Господин Ота почуял, что в тоне моем что-то изменилось. Он даже вынул сигару изо рта.

– Интересно знать: почему?

– Не могу вам сказать. Ведь я не слишком близко знаком с вашей семьей. Мне ясно одно – Таро-кун очень одинок. И потому не может рисовать. Дело тут вовсе не в недостатке способностей. Если так будет и дальше, я все равно ничему не смогу его научить, сколько бы ни старался.

Господин Ота молча дымил сигарой. Атмосфера в кабинете сгустилась. Каждой клеточкой тела я ощущал ее давящую тяжесть.

– Впечатление такое, что сами вы не уделяете сыну никакого внимания, а ваша супруга, наоборот, чрезмерно его опекает. Ведь это жестоко – заставлять ребенка заниматься с репетитором, учиться музыке, да еще и рисованию.

Господин Ота приподнялся, протянул было руку к звонку, но, видимо, передумал и только прищелкнул языком. «А, все равно, тут ничего не поделаешь», – как бы говорило его лицо. Мне показалось, что в кабинете стало темнее. Господин Ота ненадолго задумался, потом, словно отгоняя неприятные мысли, энергично тряхнул головой. Глаза его смотрели безмятежно, на лице играла уверенная улыбка богача. И я понял – слова мои нисколько его не ранили.

– Мне хотелось бы что-нибудь преподнести вам в знак благодарности.

Я взглянул на него с удивлением.

– Разумеется, после выставки мы передадим вам рисунки. Это само собой. Но, мне кажется, этого мало. Неудобно все-таки забирать вашу идею даром.

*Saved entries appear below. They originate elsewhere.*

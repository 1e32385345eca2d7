//! Filesystem helpers for final artifact placement.

use std::path::Path;
use tokio::fs;
use tracing::debug;

use crate::error::{MediaError, MediaResult};

/// Move a file into place, surviving cross-device destinations.
///
/// Tries a rename first; on EXDEV falls back to copying into a temp file
/// next to the destination and renaming it there, so the final placement is
/// atomic on the destination filesystem.
pub async fn move_file(src: impl AsRef<Path>, dst: impl AsRef<Path>) -> MediaResult<()> {
    let src = src.as_ref();
    let dst = dst.as_ref();

    if let Some(parent) = dst.parent() {
        if !parent.exists() {
            fs::create_dir_all(parent).await?;
        }
    }

    match fs::rename(src, dst).await {
        Ok(()) => Ok(()),
        Err(e) if is_cross_device(&e) => {
            debug!(
                "cross-device move, copying: {} -> {}",
                src.display(),
                dst.display()
            );
            let staging = dst.with_extension("part");
            fs::copy(src, &staging).await?;
            if let Err(e) = fs::rename(&staging, dst).await {
                let _ = fs::remove_file(&staging).await;
                return Err(MediaError::Io(e));
            }
            // Source removal is best effort; the artifact is already placed
            let _ = fs::remove_file(src).await;
            Ok(())
        }
        Err(e) => Err(MediaError::Io(e)),
    }
}

/// EXDEV: rename across filesystems.
fn is_cross_device(e: &std::io::Error) -> bool {
    e.raw_os_error() == Some(18)
}

/// Whether a directory accepts new files right now.
pub async fn dir_is_writable(dir: impl AsRef<Path>) -> bool {
    let dir = dir.as_ref();
    if !dir.is_dir() {
        return false;
    }
    let probe = dir.join(format!(".sclip-writable-{}", std::process::id()));
    match fs::write(&probe, b"").await {
        Ok(()) => {
            let _ = fs::remove_file(&probe).await;
            true
        }
        Err(_) => false,
    }
}

#[cfg(test)]
mod tests {
    use super::*;
    use tempfile::TempDir;

    #[tokio::test]
    async fn test_move_file_within_filesystem() {
        let dir = TempDir::new().unwrap();
        let src = dir.path().join("src.mp4");
        let dst = dir.path().join("out").join("dst.mp4");
        fs::write(&src, b"payload").await.unwrap();

        move_file(&src, &dst).await.unwrap();

        assert!(!src.exists());
        assert_eq!(fs::read(&dst).await.unwrap(), b"payload");
    }

    #[tokio::test]
    async fn test_move_file_overwrites() {
        let dir = TempDir::new().unwrap();
        let src = dir.path().join("src.mp4");
        let dst = dir.path().join("dst.mp4");
        fs::write(&src, b"new").await.unwrap();
        fs::write(&dst, b"old").await.unwrap();

        move_file(&src, &dst).await.unwrap();
        assert_eq!(fs::read(&dst).await.unwrap(), b"new");
    }

    #[tokio::test]
    async fn test_dir_is_writable() {
        let dir = TempDir::new().unwrap();
        assert!(dir_is_writable(dir.path()).await);
        assert!(!dir_is_writable(dir.path().join("missing")).await);
    }

    #[test]
    fn test_is_cross_device() {
        assert!(is_cross_device(&std::io::Error::from_raw_os_error(18)));
        assert!(!is_cross_device(&std::io::Error::from_raw_os_error(2)));
    }
}
//! `sclip`: clip a time range out of a YouTube video.

use std::path::PathBuf;
use std::str::FromStr;
use std::sync::Arc;

use anyhow::{bail, Context};
use clap::Parser;
use tracing::{info, warn};
use tracing_subscriber::{fmt, prelude::*, EnvFilter};

use sclip_license::{EntitlementGate, LicenseClient, TokenStore, DEFAULT_API_URL};
use sclip_models::{ClipOptions, ClipRequest, FormatId, JobState, TimeRange};
use sclip_pipeline::{JobManager, PipelineConfig, ToolStages};

#[derive(Debug, Parser)]
#[command(name = "sclip", about = "Clip a time range out of a YouTube video")]
struct Cli {
    /// Video URL or bare video id
    url: String,

    /// Clip start, seconds into the video
    #[arg(short, long)]
    start: f64,

    /// Clip end, seconds into the video
    #[arg(short, long)]
    end: f64,

    /// Output quality tier (480p, 720p-30, 720p-60, 1080p-30, 1080p-60, 1440p, 2160p)
    #[arg(short, long, default_value = "720p-30")]
    format: String,

    /// Directory the finished clip is saved to
    #[arg(short, long, default_value = ".")]
    dest: PathBuf,

    /// Burn subtitles into the clip
    #[arg(long)]
    subtitles: bool,

    /// Generate AI summary metadata (Pro)
    #[arg(long)]
    summary: bool,

    /// Cut silent passages
    #[arg(long)]
    remove_silence: bool,

    /// Higher bitrate encode
    #[arg(long)]
    high_quality: bool,

    /// License API endpoint
    #[arg(long, env = "SCLIP_LICENSE_API")]
    license_api: Option<String>,
}

#[tokio::main]
async fn main() -> anyhow::Result<()> {
    dotenvy::dotenv().ok();
    init_tracing();

    let cli = Cli::parse();

    let source_id = parse_source_id(&cli.url)
        .with_context(|| format!("cannot extract a video id from '{}'", cli.url))?;
    let format_id =
        FormatId::from_str(&cli.format).with_context(|| format!("unknown format '{}'", cli.format))?;
    let time_range = TimeRange::new(cli.start, cli.end).context("invalid time range")?;

    let request = ClipRequest {
        source_id,
        time_range,
        format_id,
        destination_dir: cli.dest.clone(),
        options: ClipOptions {
            subtitles: cli.subtitles,
            summary: cli.summary,
            remove_silence: cli.remove_silence,
            high_quality: cli.high_quality,
        },
    };

    // Entitlement gate: verify the stored activation token, if any
    let license_api = cli
        .license_api
        .unwrap_or_else(|| DEFAULT_API_URL.to_string());
    let gate = Arc::new(EntitlementGate::new(
        LicenseClient::new(license_api),
        TokenStore::default_location(),
    ));
    match gate.refresh().await {
        Ok(entitlement) => info!(tier = entitlement.tier.as_str(), "entitlement verified"),
        Err(e) => warn!(error = %e, "entitlement not verified, using free tier"),
    }

    let config = PipelineConfig::from_env();
    let stages = Arc::new(ToolStages::new(config.clone()));
    let manager = JobManager::new(config, stages, gate);

    let job_id = manager
        .submit(request)
        .await
        .map_err(|e| anyhow::anyhow!("{}", e))?;

    let mut updates = manager
        .subscribe(&job_id)
        .context("job vanished immediately after submit")?;

    let mut last_line = String::new();
    loop {
        let job = updates.borrow_and_update().clone();

        let line = format!("[{:>3}%] {}", job.progress_percent, job.progress_label);
        if line != last_line {
            println!("{}", line);
            last_line = line;
        }

        if job.is_terminal() {
            manager.acknowledge(&job_id);
            match job.state {
                JobState::Ready => {
                    if let Some(warning) = &job.warning {
                        println!("warning: {}", warning);
                    }
                    println!(
                        "clip saved: {}",
                        job.result_path
                            .as_deref()
                            .map(|p| p.display().to_string())
                            .unwrap_or_default()
                    );
                    return Ok(());
                }
                JobState::Cancelled => bail!("job cancelled"),
                _ => {
                    let error = job
                        .error
                        .map(|e| e.to_string())
                        .unwrap_or_else(|| "unknown error".to_string());
                    bail!("job failed: {}", error);
                }
            }
        }

        if updates.changed().await.is_err() {
            bail!("job runner stopped without a terminal state");
        }
    }
}

fn init_tracing() {
    let use_json = std::env::var("LOG_FORMAT")
        .map(|v| v.to_lowercase() == "json")
        .unwrap_or(false);

    let env_filter = EnvFilter::try_from_default_env()
        .unwrap_or_else(|_| EnvFilter::new("sclip=info,sclip_pipeline=info,sclip_media=info"));

    if use_json {
        tracing_subscriber::registry()
            .with(fmt::layer().json())
            .with(env_filter)
            .init();
    } else {
        tracing_subscriber::registry()
            .with(
                fmt::layer()
                    .with_ansi(true)
                    .with_target(false)
                    .with_writer(std::io::stderr),
            )
            .with(env_filter)
            .init();
    }
}

/// Extract the video id from a URL or accept a bare id.
fn parse_source_id(input: &str) -> Option<String> {
    let input = input.trim();

    if let Some(rest) = input
        .strip_prefix("https://youtu.be/")
        .or_else(|| input.strip_prefix("http://youtu.be/"))
        .or_else(|| input.strip_prefix("youtu.be/"))
    {
        return valid_id(rest.split(['?', '&']).next()?);
    }

    if input.contains("youtube.com/watch") {
        let query = input.split('?').nth(1)?;
        let id = query
            .split('&')
            .find_map(|pair| pair.strip_prefix("v="))?;
        return valid_id(id);
    }

    if let Some(idx) = input.find("/embed/") {
        let rest = &input[idx + "/embed/".len()..];
        return valid_id(rest.split(['?', '&']).next()?);
    }

    // Bare id
    valid_id(input)
}

fn valid_id(candidate: &str) -> Option<String> {
    let ok = candidate.len() == 11
        && candidate
            .chars()
            .all(|c| c.is_ascii_alphanumeric() || c == '-' || c == '_');
    ok.then(|| candidate.to_string())
}

#[cfg(test)]
mod tests {
    use super::*;

    #[test]
    fn test_parse_watch_url() {
        assert_eq!(
            parse_source_id("https://www.youtube.com/watch?v=dQw4w9WgXcQ").as_deref(),
            Some("dQw4w9WgXcQ")
        );
        assert_eq!(
            parse_source_id("https://youtube.com/watch?v=dQw4w9WgXcQ&list=xyz").as_deref(),
            Some("dQw4w9WgXcQ")
        );
    }

    #[test]
    fn test_parse_short_url() {
        assert_eq!(
            parse_source_id("https://youtu.be/dQw4w9WgXcQ?t=10").as_deref(),
            Some("dQw4w9WgXcQ")
        );
    }

    #[test]
    fn test_parse_embed_url() {
        assert_eq!(
            parse_source_id("https://www.youtube.com/embed/dQw4w9WgXcQ").as_deref(),
            Some("dQw4w9WgXcQ")
        );
    }

    #[test]
    fn test_parse_bare_id() {
        assert_eq!(
            parse_source_id("dQw4w9WgXcQ").as_deref(),
            Some("dQw4w9WgXcQ")
        );
    }

    #[test]
    fn test_rejects_garbage() {
        assert!(parse_source_id("https://example.com/video").is_none());
        assert!(parse_source_id("too-short").is_none());
        assert!(parse_source_id("https://youtube.com/watch").is_none());
    }
}
//! Time range handling for clip requests.
//!
//! Ranges are expressed in seconds from the start of the source video.
//! The UI clamps ranges against the known source duration before
//! submission; the orchestrator re-validates rather than clamping again.

use schemars::JsonSchema;
use serde::{Deserialize, Serialize};
use thiserror::Error;

/// Minimum clip duration in seconds.
pub const MIN_CLIP_SECS: f64 = 1.0;

/// Maximum reasonable source duration (24 hours).
pub const MAX_SOURCE_SECS: f64 = 86_400.0;

/// A validated `[start, end)` window into a source video, in seconds.
#[derive(Debug, Clone, Copy, PartialEq, Serialize, Deserialize, JsonSchema)]
pub struct TimeRange {
    pub start_secs: f64,
    pub end_secs: f64,
}

/// Errors from time range validation.
#[derive(Debug, Clone, PartialEq, Error)]
pub enum TimeRangeError {
    #[error("start time cannot be negative (got {0:.3}s)")]
    NegativeStart(f64),

    #[error("end time ({end:.3}s) must be after start time ({start:.3}s)")]
    EndNotAfterStart { start: f64, end: f64 },

    #[error("clip must be at least {MIN_CLIP_SECS:.0}s long (got {0:.3}s)")]
    TooShort(f64),

    #[error("range exceeds maximum supported duration ({MAX_SOURCE_SECS:.0}s)")]
    TooLong,

    #[error("end time ({end_secs:.1}s) exceeds source duration ({source_secs:.1}s)")]
    ExceedsSource { end_secs: f64, source_secs: f64 },
}

impl TimeRange {
    /// Build a validated time range.
    pub fn new(start_secs: f64, end_secs: f64) -> Result<Self, TimeRangeError> {
        if start_secs < 0.0 || !start_secs.is_finite() {
            return Err(TimeRangeError::NegativeStart(start_secs));
        }
        if !end_secs.is_finite() || end_secs <= start_secs {
            return Err(TimeRangeError::EndNotAfterStart {
                start: start_secs,
                end: end_secs,
            });
        }
        let duration = end_secs - start_secs;
        if duration < MIN_CLIP_SECS {
            return Err(TimeRangeError::TooShort(duration));
        }
        if end_secs > MAX_SOURCE_SECS {
            return Err(TimeRangeError::TooLong);
        }
        Ok(Self {
            start_secs,
            end_secs,
        })
    }

    /// Clip duration in seconds.
    pub fn duration_secs(&self) -> f64 {
        self.end_secs - self.start_secs
    }

    /// Re-validate this range against the actual source duration.
    ///
    /// A small buffer absorbs container rounding (probed durations are not
    /// sample-exact).
    pub fn check_within(&self, source_secs: f64) -> Result<(), TimeRangeError> {
        if self.end_secs > source_secs + 1.0 {
            return Err(TimeRangeError::ExceedsSource {
                end_secs: self.end_secs,
                source_secs,
            });
        }
        Ok(())
    }

    /// Clamp to `[0, source_secs]`. Intended for callers shaping a request;
    /// the orchestrator itself rejects out-of-range input instead.
    pub fn clamp_to(&self, source_secs: f64) -> Self {
        Self {
            start_secs: self.start_secs.clamp(0.0, source_secs),
            end_secs: self.end_secs.clamp(0.0, source_secs),
        }
    }
}

/// Format seconds as `HH:MM:SS` or `HH:MM:SS.mmm`.
///
/// Used for yt-dlp section arguments and progress labels.
pub fn format_seconds(total_secs: f64) -> String {
    let hours = (total_secs / 3600.0).floor() as u32;
    let mins = ((total_secs % 3600.0) / 60.0).floor() as u32;
    let secs = total_secs % 60.0;

    if (secs - secs.floor()).abs() > 0.0001 {
        format!("{:02}:{:02}:{:06.3}", hours, mins, secs)
    } else {
        format!("{:02}:{:02}:{:02}", hours, mins, secs.floor() as u32)
    }
}

#[cfg(test)]
mod tests {
    use super::*;

    #[test]
    fn test_valid_range() {
        let range = TimeRange::new(14.0, 88.0).unwrap();
        assert!((range.duration_secs() - 74.0).abs() < 0.001);
    }

    #[test]
    fn test_rejects_inverted_range() {
        assert!(matches!(
            TimeRange::new(60.0, 30.0),
            Err(TimeRangeError::EndNotAfterStart { .. })
        ));
    }

    #[test]
    fn test_rejects_sub_second_clip() {
        assert!(matches!(
            TimeRange::new(10.0, 10.5),
            Err(TimeRangeError::TooShort(_))
        ));
    }

    #[test]
    fn test_rejects_negative_start() {
        assert!(matches!(
            TimeRange::new(-1.0, 10.0),
            Err(TimeRangeError::NegativeStart(_))
        ));
    }

    #[test]
    fn test_check_within_source() {
        let range = TimeRange::new(14.0, 88.0).unwrap();
        assert!(range.check_within(100.0).is_ok());
        assert!(matches!(
            range.check_within(60.0),
            Err(TimeRangeError::ExceedsSource { .. })
        ));
        // Rounding buffer: a 87.5s source still accepts end=88
        assert!(range.check_within(87.5).is_ok());
    }

    #[test]
    fn test_clamp_to() {
        let range = TimeRange::new(14.0, 88.0).unwrap();
        let clamped = range.clamp_to(60.0);
        assert_eq!(clamped.end_secs, 60.0);
        assert_eq!(clamped.start_secs, 14.0);
    }

    #[test]
    fn test_format_seconds() {
        assert_eq!(format_seconds(0.0), "00:00:00");
        assert_eq!(format_seconds(88.0), "00:01:28");
        assert_eq!(format_seconds(3661.0), "01:01:01");
        assert_eq!(format_seconds(30.5), "00:00:30.500");
    }
}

– С меня достаточно красок и рисовальной бумаги.

Резко, едва не опрокинув кресло, я встал – не дождался даже, пока поднимется господин Ота, – и вышел в коридор. Здесь было чисто, светло, бледно-кремовые стены сияли улыбкой, излучали покой, но безмолвие подавляло, – казалось, идешь по больнице или по дну аквариума. Я чувствовал – где-то здесь, за стеной, скорчилось под одеялом хрупкое детское тело.

Я направился к вокзалу, решил – выпью водки в ларьке, а потом уж пойду домой. Наступила ночь. Все привокзальные магазины давно закрылись. В окнах домов не было света. На пустынной площади два молодых железнодорожника играли в мяч. Днем, наверное, некогда – работают. Они вглядывались в темноту, подавали голос и на голос бросали мяч. Мелькая смутной тенью, он неуверенно перелетал от одного к другому.

Я выпил две чашки картофельной водки и снова вышел на площадь. Железнодорожников уже не было. Только что подошла электричка. Шурша шинами, поскрипывая тормозами, на площадь со всех сторон выскакивали такси, – подобрать ночных пассажиров; официантов, девушек из дансингов. Я миновал контроль и сверил часы. Пахло пылью и бензином, но когда я проходил мимо женщины, садившейся в такси, на меня повеяло пряным запахом духов и вина. Она села в машину, прижалась лбом к стеклу и стала смотреть на улицу. Лицо ее было бледно, влажные глаза лихорадочно блестели. Кто ее провожал? Я проследил за ее взглядом. Стояла глубокая ночь. Ни человека, ни тени. Я поспешил к ней, но тут раздался визгливый гудок, и машина с госпожой Ота ринулась в темноту.

III

С того дня, как мы с Таро побывали на речке, между нами пролегла узенькая, едва заметная тропка. Приходя в студию, мальчик сразу садился рядом со мной, прижимался ко мне плечом и внимательно наблюдал за моими руками, растиравшими гуашь. Я беден и не могу покупать ребятам дорогие краски. Убедившись, что гуашь моего собственного производства мало чем отличается от фабричной, я стал приготовлять ее каждый день: смешиваю клей, льняное масло и краски в порошке. А иногда делаю сам даже масляную краску и натягиваю холст на подрамник – на случай, если кто-нибудь из ребят постарше захочет пописать маслом. Обычно я сажусь на пол, рассаживаю детей вокруг и, орудуя шпателем, что-нибудь им рассказываю.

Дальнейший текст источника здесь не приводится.